The work is demanding, the hours are long and atmosphere can be intense.
For James Mitchell, it meant moving and working up and down the east coast, including jobs in Florida, Maine and Boston—which was in a 5-star restaurant.
In Sept. 2002, Mitchell took a job in a different kind of kitchen: the kitchen at SCI Waymart. For five years he worked as a food service instructor, and in 2007 he became the Restaurant Trades instructor.
And it was all for his family.
"I have two boys, and they're my life," Mitchell said. "I'm able to have more of a family life than with the chef life."
Chef Mitch, as he's known to his inmates, teaches three different courses: the 6-week ServSafe class; the 12-week retail commercial baking class; and the intensive 36-week culinary arts cook level 2 class. It all begins with ServSafe, then inmates pick which they want to take if they choose to continue.
"We don't make anything so large," Chef Mitch said. "Just enough for the class to eat. They enjoy it because they're in jail and this is good food. We share to the control center or other teachers.

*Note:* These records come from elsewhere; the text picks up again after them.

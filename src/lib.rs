//! # stillcut
//!
//! Cut stills from media files — extract a representative frame, resize it
//! to preset widths while preserving aspect ratio, and rewrap video
//! containers without re-encoding, powered by FFmpeg via the
//! [`ffmpeg-next`](https://crates.io/crates/ffmpeg-next) crate.
//!
//! ## Quick Start
//!
//! ### Resize the first frame of a video
//!
//! ```no_run
//! use stillcut::{SizePreset, resize_video_frame};
//!
//! resize_video_frame("input.mp4", "small.jpg", SizePreset::Small).unwrap();
//! ```
//!
//! ### Convert a container and extract thumbnails
//!
//! ```no_run
//! use stillcut::{Remuxer, extract_thumbnails};
//!
//! Remuxer::new("movie.webm", "movie.mp4").unwrap().run().unwrap();
//! let set = extract_thumbnails("movie.webm", "thumbnail.jpg").unwrap();
//! assert!(set.small.ends_with("thumbnail_small.jpg"));
//! ```
//!
//! ### Probe dimensions without decoding
//!
//! ```no_run
//! use stillcut::probe_dimensions;
//!
//! let dimensions = probe_dimensions("input.mp4").unwrap();
//! println!("{}x{}", dimensions.width, dimensions.height);
//! ```
//!
//! ## Pipeline model
//!
//! Every operation composes the same small set of stages: open a container
//! and select its first video stream ([`MediaSource`]), decode the first
//! available frame, convert resolution/pixel format with FFmpeg's bilinear
//! software scaler, and encode exactly one JPEG. Each stage's native handle
//! is an owning wrapper released on drop, so a failure at any step unwinds
//! cleanly without leaking demuxers, codec contexts, or frame buffers.
//!
//! ## Size presets
//!
//! | Preset | Width | Height |
//! |--------|-------|--------|
//! | [`SizePreset::Small`] | 250 px | derived from aspect ratio |
//! | [`SizePreset::Medium`] | 350 px | derived from aspect ratio |
//! | [`SizePreset::Large`] | 650 px | derived from aspect ratio |
//! | [`SizePreset::Custom`] | caller-supplied | caller-supplied |
//!
//! ## Requirements
//!
//! FFmpeg development libraries must be installed on your system.

mod decode;
pub mod error;
pub mod ffmpeg;
pub mod probe;
pub mod remux;
pub mod resize;
mod scale;
pub mod source;
mod still;
pub mod thumbnail;

pub use error::StillcutError;
pub use ffmpeg::{FfmpegLogLevel, get_ffmpeg_log_level, set_ffmpeg_log_level};
pub use probe::{Dimensions, probe_dimensions, probe_duration};
pub use remux::{RemuxReport, Remuxer};
pub use resize::{
    LARGE_WIDTH, MEDIUM_WIDTH, SMALL_WIDTH, SizePreset, resize_video_frame,
    resize_video_frame_to, scaled_height,
};
pub use source::MediaSource;
pub use thumbnail::{ThumbnailSet, extract_thumbnails};
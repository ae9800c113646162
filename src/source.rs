//! Opened media source with video stream selection.
//!
//! [`MediaSource`] is the shared front end of every pipeline in the crate:
//! it opens a container, locates the first video stream, and hands out a
//! decoder bound to that stream. The demuxer is released when the value is
//! dropped, on every exit path.

use std::{
    path::{Path, PathBuf},
    time::Duration,
};

use ffmpeg_next::{
    codec::context::Context as CodecContext,
    decoder,
    format::{self, context::Input},
    media::Type,
};

use crate::{error::StillcutError, probe::Dimensions};

/// An opened, readable media container bound to its first video stream.
///
/// Each pipeline invocation owns its own `MediaSource`; sources are never
/// shared or reused across pipelines.
///
/// # Example
///
/// ```no_run
/// use stillcut::MediaSource;
///
/// let source = MediaSource::open("input.mp4")?;
/// let dimensions = source.dimensions()?;
/// println!("{}x{}", dimensions.width, dimensions.height);
/// # Ok::<(), stillcut::StillcutError>(())
/// ```
pub struct MediaSource {
    /// The opened FFmpeg input (demuxer) context.
    pub(crate) input: Input,
    /// Index of the selected video stream.
    pub(crate) video_stream_index: usize,
    /// Path to the opened media file (kept for error messages).
    pub(crate) path: PathBuf,
}

impl MediaSource {
    /// Open a media file and locate its first video stream.
    ///
    /// Initializes FFmpeg (idempotent), opens the container, and scans the
    /// streams in container order for the first video-typed stream.
    ///
    /// # Errors
    ///
    /// Returns [`StillcutError::FileOpen`] if the file cannot be opened or
    /// parsed, and [`StillcutError::NoVideoStream`] if no stream in the
    /// container carries video.
    pub fn open<P: AsRef<Path>>(path: P) -> Result<Self, StillcutError> {
        let path = path.as_ref();
        let owned_path = path.to_path_buf();

        // Initialise ffmpeg (safe to call multiple times).
        ffmpeg_next::init().map_err(|error| StillcutError::FileOpen {
            path: owned_path.clone(),
            reason: format!("FFmpeg initialisation failed: {error}"),
        })?;

        let input = format::input(&path).map_err(|error| StillcutError::FileOpen {
            path: owned_path.clone(),
            reason: error.to_string(),
        })?;

        // First video stream in container order, not FFmpeg's "best" pick.
        let video_stream_index = input
            .streams()
            .find(|stream| stream.parameters().medium() == Type::Video)
            .map(|stream| stream.index())
            .ok_or(StillcutError::NoVideoStream)?;

        log::debug!(
            "Opened {} (format={}, video stream #{})",
            owned_path.display(),
            input.format().name(),
            video_stream_index,
        );

        Ok(Self {
            input,
            video_stream_index,
            path: owned_path,
        })
    }

    /// Path this source was opened from.
    pub fn path(&self) -> &Path {
        &self.path
    }

    /// Index of the selected video stream within the container.
    pub fn video_stream_index(&self) -> usize {
        self.video_stream_index
    }

    /// Container duration, when the demuxer knows it.
    pub fn duration(&self) -> Option<Duration> {
        let microseconds = self.input.duration();
        (microseconds > 0).then(|| Duration::from_micros(microseconds as u64))
    }

    /// Native dimensions of the selected video stream.
    ///
    /// Read from the stream's codec parameters; no frame is decoded.
    pub fn dimensions(&self) -> Result<Dimensions, StillcutError> {
        let decoder = self.video_decoder()?;
        Ok(Dimensions {
            width: decoder.width(),
            height: decoder.height(),
        })
    }

    /// Construct and open a decoder bound to the selected video stream.
    ///
    /// # Errors
    ///
    /// Returns [`StillcutError::Decode`] if the stream's codec parameters
    /// cannot be applied or no decoder exists for its codec.
    pub fn video_decoder(&self) -> Result<decoder::Video, StillcutError> {
        let stream = self
            .input
            .stream(self.video_stream_index)
            .ok_or(StillcutError::NoVideoStream)?;

        let decoder_context =
            CodecContext::from_parameters(stream.parameters()).map_err(|error| {
                StillcutError::Decode(format!(
                    "codec parameters for stream {}: {error}",
                    self.video_stream_index,
                ))
            })?;

        decoder_context.decoder().video().map_err(|error| {
            StillcutError::Decode(format!(
                "no usable decoder for stream {}: {error}",
                self.video_stream_index,
            ))
        })
    }
}
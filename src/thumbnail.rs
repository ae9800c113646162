//! Representative-thumbnail extraction.
//!
//! Pulls one frame from roughly 10% into a video, writes it out as a
//! full-resolution base still, and derives the three preset sizes from that
//! base as sibling files.

use std::{
    ffi::OsStr,
    path::{Path, PathBuf},
};

use ffmpeg_next::format::Pixel;

use crate::{
    decode,
    error::StillcutError,
    resize::{self, SizePreset},
    scale::Scaler,
    source::MediaSource,
    still,
};

/// Divisor applied to the container duration to pick the seek target
/// (1/10th of the stream).
const SEEK_DIVISOR: i64 = 10;

/// Output paths produced by one thumbnail extraction.
#[derive(Debug, Clone, PartialEq, Eq)]
pub struct ThumbnailSet {
    /// Full-resolution base still image.
    pub base: PathBuf,
    /// 250 px wide derivative.
    pub small: PathBuf,
    /// 350 px wide derivative.
    pub medium: PathBuf,
    /// 650 px wide derivative.
    pub large: PathBuf,
}

/// Extract a representative still from `input`, then derive the three
/// preset sizes.
///
/// The representative frame is sampled at approximately 10% of the
/// container's reported duration, snapping backward to the nearest
/// keyframe. Two degradations are deliberate:
///
/// - unknown or zero duration → the seek target falls back to the start of
///   the stream and frame 0 is used;
/// - a failed seek → decoding proceeds from wherever the demuxer is
///   positioned (logged as a warning, not an error).
///
/// The derivatives are written next to `base_output` as
/// `<stem>_small.<ext>`, `<stem>_medium.<ext>` and `<stem>_large.<ext>`.
///
/// # Errors
///
/// Input-side failures mirror [`resize_video_frame`](crate::resize_video_frame):
/// unreadable input, no video stream, decoder failures.
/// [`StillcutError::NoFrameDecoded`] if no frame arrives before end of
/// stream.
///
/// # Example
///
/// ```no_run
/// use stillcut::extract_thumbnails;
///
/// let set = extract_thumbnails("movie.webm", "thumbnail.jpg")?;
/// println!("base: {}", set.base.display());
/// println!("small: {}", set.small.display());
/// # Ok::<(), stillcut::StillcutError>(())
/// ```
pub fn extract_thumbnails<P1: AsRef<Path>, P2: AsRef<Path>>(
    input: P1,
    base_output: P2,
) -> Result<ThumbnailSet, StillcutError> {
    let input = input.as_ref();
    let base_output = base_output.as_ref().to_path_buf();

    let mut source = MediaSource::open(input)?;
    let mut decoder = source.video_decoder()?;

    // Seek to ~10% of the reported duration (AV_TIME_BASE units).
    let duration = source.input.duration();
    let seek_target = if duration > 0 { duration / SEEK_DIVISOR } else { 0 };
    if seek_target > 0 {
        if let Err(error) = source.input.seek(seek_target, ..seek_target) {
            log::warn!(
                "Seek to {seek_target} in {} failed ({error}); decoding from current position",
                input.display(),
            );
        }
    } else {
        log::debug!(
            "Container duration unknown for {}; sampling from the start",
            input.display(),
        );
    }

    let frame = decode::first_frame(&mut source, &mut decoder)?;

    // Base still keeps the native resolution; only the pixel format changes.
    let mut converter = Scaler::new(
        frame.format(),
        frame.width(),
        frame.height(),
        Pixel::RGB24,
        frame.width(),
        frame.height(),
    )?;
    let rgb_frame = converter.run(&frame)?;
    still::write_jpeg(&rgb_frame, &base_output)?;

    let set = ThumbnailSet {
        small: sibling_with_suffix(&base_output, SizePreset::Small.label()),
        medium: sibling_with_suffix(&base_output, SizePreset::Medium.label()),
        large: sibling_with_suffix(&base_output, SizePreset::Large.label()),
        base: base_output,
    };

    resize::resize_video_frame(&set.base, &set.small, SizePreset::Small)?;
    resize::resize_video_frame(&set.base, &set.medium, SizePreset::Medium)?;
    resize::resize_video_frame(&set.base, &set.large, SizePreset::Large)?;

    log::info!(
        "Extracted thumbnail set from {} (base {})",
        input.display(),
        set.base.display(),
    );

    Ok(set)
}

/// `thumb.jpg` → `thumb_small.jpg`, next to the original.
fn sibling_with_suffix(path: &Path, suffix: &str) -> PathBuf {
    let stem = path
        .file_stem()
        .and_then(OsStr::to_str)
        .unwrap_or("thumbnail");
    let extension = path.extension().and_then(OsStr::to_str).unwrap_or("jpg");
    path.with_file_name(format!("{stem}_{suffix}.{extension}"))
}
//! permhub - Permission Core
//!
//! This crate contains the permission descriptor registry, subject
//! resolution and command gating for a server-side permission service.
//!
//! # Re-exports
//!
//! This crate re-exports the SDK crate for convenience:
//! - [`sdk`] - Subject and owner identity types

pub use permhub_sdk as sdk;

pub mod commands;
pub mod config;
pub mod logging;
pub mod permissions;
pub mod service;
pub mod subjects;

// Re-export commonly used items
pub use commands::{
    check_permission, ArgKey, ArgumentStore, CallbackController, CommandError, CommandKey,
    CommandManager, CommandResult, CommandSpec, Commander,
};
pub use config::{ConfigError, ConfigResult, CoreConfig};
pub use permissions::{
    DescriptionBuilder, PermissionDescription, PermissionError, PermissionRegistry,
    PermissionResult, RankAssignment, RankTemplateSink,
};
pub use service::PermissionService;
pub use subjects::{
    CollectionLoader, SubjectCollection, SubjectError, SubjectResolver, SubjectResult,
};

// Re-export identity types
pub use sdk::{OwnerRef, Subject, SubjectRef};
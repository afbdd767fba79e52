//! Command arguments, permission gating and dispatch
//!
//! The host parses raw input into an [`ArgumentStore`]; the grammar that does
//! so lives outside this crate. Executors read typed values back out and
//! call [`check_permission`] before touching anything privileged. Commands
//! registered with a required permission get that check from the
//! [`CommandManager`] for free.
//!
//! # Architecture
//!
//! ```text
//! host parser → ArgumentStore → CommandManager::dispatch → check_permission → executor
//!                                      │
//!                                      └─ errors are sent back via Commander::reply
//! ```
//!
//! # Example
//!
//! ```ignore
//! use permhub_core::commands::{ArgKey, CommandManager, CommandSpec, CommandError};
//!
//! const TARGET: ArgKey<String> = ArgKey::new("target");
//!
//! let mut manager = CommandManager::new();
//! manager.register(
//!     CommandSpec::new(&["kick"], "Kick a player", |src, args| {
//!         let target = args
//!             .get_one(&TARGET)
//!             .ok_or_else(|| CommandError::MissingArgument("target".into()))?;
//!         src.reply(&format!("Kicked {}", target));
//!         Ok(())
//!     })
//!     .with_permission("moderation.kick"),
//! );
//! ```

mod args;
pub mod callback;
mod gate;
mod manager;
#[cfg(test)]
pub(crate) mod testing;

pub use args::{ArgKey, ArgumentStore};
pub use callback::{CallbackController, CALLBACK_ID};
pub use gate::{check_permission, Commander};
pub use manager::{CommandExecutor, CommandKey, CommandManager, CommandResult, CommandSpec};

/// Errors raised while running commands
#[derive(Debug, Clone, PartialEq, Eq, thiserror::Error)]
pub enum CommandError {
    /// A value stored into the argument store was missing
    #[error("Invalid argument: no value given for '{0}'")]
    InvalidArgument(String),

    /// The caller lacks a permission
    #[error("{message}")]
    PermissionDenied { permission: String, message: String },

    /// No command is registered under the alias
    #[error("Unknown command: {0}")]
    UnknownCommand(String),

    /// The executor needed an argument that was not parsed
    #[error("Missing required argument: {0}")]
    MissingArgument(String),

    /// No callback exists with this id
    #[error("Unknown callback id {0}")]
    UnknownCallback(String),

    /// The callback belongs to another commander
    #[error("You can only run callbacks that were sent to you")]
    OnlyOwnCallbacks,
}
//! Tracing subscriber setup

use tracing_subscriber::EnvFilter;

use crate::config::CoreConfig;

/// Install the global fmt subscriber using the config's filter
///
/// Returns `false` if a subscriber was already installed. An invalid
/// `log_filter` falls back to `info`.
pub fn init(config: &CoreConfig) -> bool {
    let directive = config.log_directive();
    let (filter, invalid) = match EnvFilter::try_new(&directive) {
        Ok(filter) => (filter, false),
        Err(_) => (EnvFilter::new("info"), true),
    };

    let installed = tracing_subscriber::fmt()
        .with_env_filter(filter)
        .try_init()
        .is_ok();

    if invalid {
        tracing::warn!("Invalid log filter '{}', using 'info'", directive);
    }
    installed
}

"They enjoy seeing the outcome and tasting their product."
The biggest hurdle Chef Mitch faces is the education level of his students. Although Waymart boasts some "unbelievable" teachers, he said, a lot of his students enter the programs struggling with math and measurements.
The complexity of cooking is the biggest surprise to his new classes.
"They think they're just going to cook some food," he said. "Then they realize everything behind it. They don't realize what it's called or how it actually works."
After release, Chef Mitch's students have gone on to make very successful careers in the culinary arts. Some inmates report to counselors that they've found success thanks to Chef Mitch and his class.
But the biggest special moment that drives it home for him happens right in SCI Waymart.
"When we do our graduation ceremony, my class provides the food for it," Chef Mitch said. "The inmates get to perform for this. One guy's family came and saw him graduate and make the food. His parents were very proud of him that he has a successful thing.
"It makes you feel good when you see someone doing well."